After nine years in a place, it feels a lot more densely populated with former friends, or the ghosts of those who've left. I don't get the tube that much, but when I do, I keep seeing people I half think I recognise.

Ten years here in October. I've known for a while. I should be working out how to leave by then, or ... having some sort of plan. It's hard. Work occupies a lot. It breaks a lot. "I'm reading good books" is a line that describes, gets around talking about how I am. Being evasive can be good. But I know it's too automatic for me.

Maybe not processing things is sometimes automatic. Keeping going is a good coping strategy, but sometimes it can all hit you. I feel like what I mostly ignore these days is that I'm thirty-one, haven't done much, and am way too alone.

I am in a spectacularly lucky situation, and should be able to do great things. But I don't. It's partially confidence. It's ... a number of things. It's a lack of self-belief, of belief in a direction.
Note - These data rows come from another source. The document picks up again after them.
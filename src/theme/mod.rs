//! Theme engine
//!
//! Renders pages with Tera. The default theme is compiled into the binary;
//! a theme directory on disk (`<theme.path>/<theme.active>/`) may override
//! any of its templates or static files by using the same relative path.

use anyhow::{Context, Result};
use rust_embed::RustEmbed;
use std::borrow::Cow;
use std::collections::HashMap;
use std::error::Error as StdError;
use std::fs;
use std::path::{Component, Path, PathBuf};
use tera::{Context as TeraContext, Tera, Value};

mod error;

pub use error::ThemeError;

/// Default theme, embedded at build time
#[derive(RustEmbed)]
#[folder = "themes/default/"]
struct DefaultTheme;

/// Theme engine for rendering templates
pub struct ThemeEngine {
    tera: Tera,
    /// On-disk directory of the active theme; may not exist
    theme_dir: PathBuf,
    active_theme: String,
}

impl ThemeEngine {
    /// Load the embedded default theme, then overlay `<themes_path>/<active>`
    /// if that directory exists.
    pub fn new(themes_path: &Path, active: &str) -> Result<Self> {
        let theme_dir = themes_path.join(active);

        let mut templates = embedded_templates()?;
        if theme_dir.is_dir() {
            let mut overrides = Vec::new();
            collect_templates_from_dir(&theme_dir, &theme_dir, &mut overrides)?;
            tracing::info!(
                "Loaded {} template(s) from theme '{}' at {:?}",
                overrides.len(),
                active,
                theme_dir
            );
            for (name, content) in overrides {
                templates.retain(|(existing, _)| existing != &name);
                templates.push((name, content));
            }
        } else if active != "default" {
            tracing::warn!(
                "Theme '{}' not found at {:?}, using the built-in default theme",
                active,
                theme_dir
            );
        }

        let mut tera = Tera::default();
        tera.register_filter("currency", currency_filter);
        // add_raw_templates resolves inheritance once all templates are in,
        // so the order of base and child templates does not matter.
        tera.add_raw_templates(templates)
            .map_err(|e| ThemeError::TemplateError(error_chain(&e)))?;

        Ok(Self {
            tera,
            theme_dir,
            active_theme: active.to_string(),
        })
    }

    /// Render a template, reporting the full Tera error chain on failure
    pub fn render(&self, template: &str, context: &TeraContext) -> Result<String> {
        self.tera.render(template, context).map_err(|e| {
            ThemeError::RenderError(format!("Failed to render '{}': {}", template, error_chain(&e)))
                .into()
        })
    }

    /// Minimal standalone HTML page, used when no template can be rendered
    pub fn simple_error_page(title: &str, message: &str) -> String {
        format!(
            r#"<!DOCTYPE html>
<html lang="en">
<head>
    <meta charset="UTF-8">
    <meta name="viewport" content="width=device-width, initial-scale=1.0">
    <title>{title}</title>
    <style>
        body {{ font-family: sans-serif; max-width: 600px; margin: 50px auto; padding: 20px; }}
        h1 {{ color: #c0392b; }}
    </style>
</head>
<body>
    <h1>{title}</h1>
    <p>{message}</p>
    <p><a href="/">Back to home</a></p>
</body>
</html>"#,
            title = tera::escape_html(title),
            message = tera::escape_html(message),
        )
    }

    /// Look up a static file of the active theme, falling back to the
    /// embedded default. `path` is relative to the theme's `static/` folder.
    pub fn static_file(&self, path: &str) -> Option<Cow<'static, [u8]>> {
        let relative = sanitize_static_path(path)?;

        let on_disk = self.theme_dir.join("static").join(&relative);
        if on_disk.is_file() {
            match fs::read(&on_disk) {
                Ok(data) => return Some(Cow::Owned(data)),
                Err(e) => tracing::warn!("Failed to read static file {:?}: {}", on_disk, e),
            }
        }

        let embedded_path = format!("static/{}", relative.to_string_lossy().replace('\\', "/"));
        DefaultTheme::get(&embedded_path).map(|file| file.data)
    }

    pub fn active_theme(&self) -> &str {
        &self.active_theme
    }
}

fn embedded_templates() -> Result<Vec<(String, String)>> {
    let mut templates = Vec::new();
    for name in DefaultTheme::iter().filter(|n| n.ends_with(".html")) {
        let Some(file) = DefaultTheme::get(&name) else {
            continue;
        };
        let content = String::from_utf8(file.data.into_owned())
            .with_context(|| format!("Embedded template is not UTF-8: {}", name))?;
        templates.push((name.into_owned(), content));
    }
    Ok(templates)
}

fn collect_templates_from_dir(
    base_path: &Path,
    current_path: &Path,
    templates: &mut Vec<(String, String)>,
) -> Result<()> {
    for entry in fs::read_dir(current_path).map_err(ThemeError::from)? {
        let path = entry.map_err(ThemeError::from)?.path();

        if path.is_dir() {
            collect_templates_from_dir(base_path, &path, templates)?;
        } else if path.extension().is_some_and(|ext| ext == "html") {
            let relative = path
                .strip_prefix(base_path)
                .map_err(|_| ThemeError::TemplateError(format!("Template outside theme: {:?}", path)))?;
            let name = relative.to_string_lossy().replace('\\', "/");
            let content = fs::read_to_string(&path)
                .with_context(|| format!("Failed to read template: {:?}", path))?;
            templates.push((name, content));
        }
    }
    Ok(())
}

/// Reject absolute paths and `..` so a request cannot leave the static folder
fn sanitize_static_path(path: &str) -> Option<PathBuf> {
    let trimmed = path.trim_start_matches('/');
    if trimmed.is_empty() {
        return None;
    }
    let candidate = Path::new(trimmed);
    if candidate
        .components()
        .all(|c| matches!(c, Component::Normal(_)))
    {
        Some(candidate.to_path_buf())
    } else {
        None
    }
}

/// `{{ listing.price | currency }}` renders whole dollars as `$1,250,000`
fn currency_filter(value: &Value, _args: &HashMap<String, Value>) -> tera::Result<Value> {
    let amount = value
        .as_i64()
        .ok_or_else(|| tera::Error::msg(format!("currency expects an integer, got {}", value)))?;
    Ok(Value::String(format_currency(amount)))
}

pub fn format_currency(amount: i64) -> String {
    let digits = amount.unsigned_abs().to_string();
    let mut grouped = String::with_capacity(digits.len() + digits.len() / 3);
    for (i, c) in digits.chars().enumerate() {
        if i > 0 && (digits.len() - i) % 3 == 0 {
            grouped.push(',');
        }
        grouped.push(c);
    }
    if amount < 0 {
        format!("-${}", grouped)
    } else {
        format!("${}", grouped)
    }
}

fn error_chain(e: &tera::Error) -> String {
    let mut message = e.to_string();
    let mut source = e.source();
    while let Some(s) = source {
        message.push_str(&format!("\n  Caused by: {}", s));
        source = s.source();
    }
    message
}

#[cfg(test)]
mod tests;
Which is, I suppose, what life is. I need to not let it be what me is. I've had purpose, I've been good at things. I would like to get back there.

I have plans. Which, for the last month or five I've been going to get to next week.

I need a break, but don't really know how.

But, yeah. I am no longer registered in Scotland. A threshold. That makes me mature, right?

*At some point I should mention that I seem to be in a relationship with someone I was at school with. Who I got to know only after. And got with recently, despite her being (openly) married with a 5-year-old. And 500 miles away. There's a lot there I avoid processing, but it seems to be good.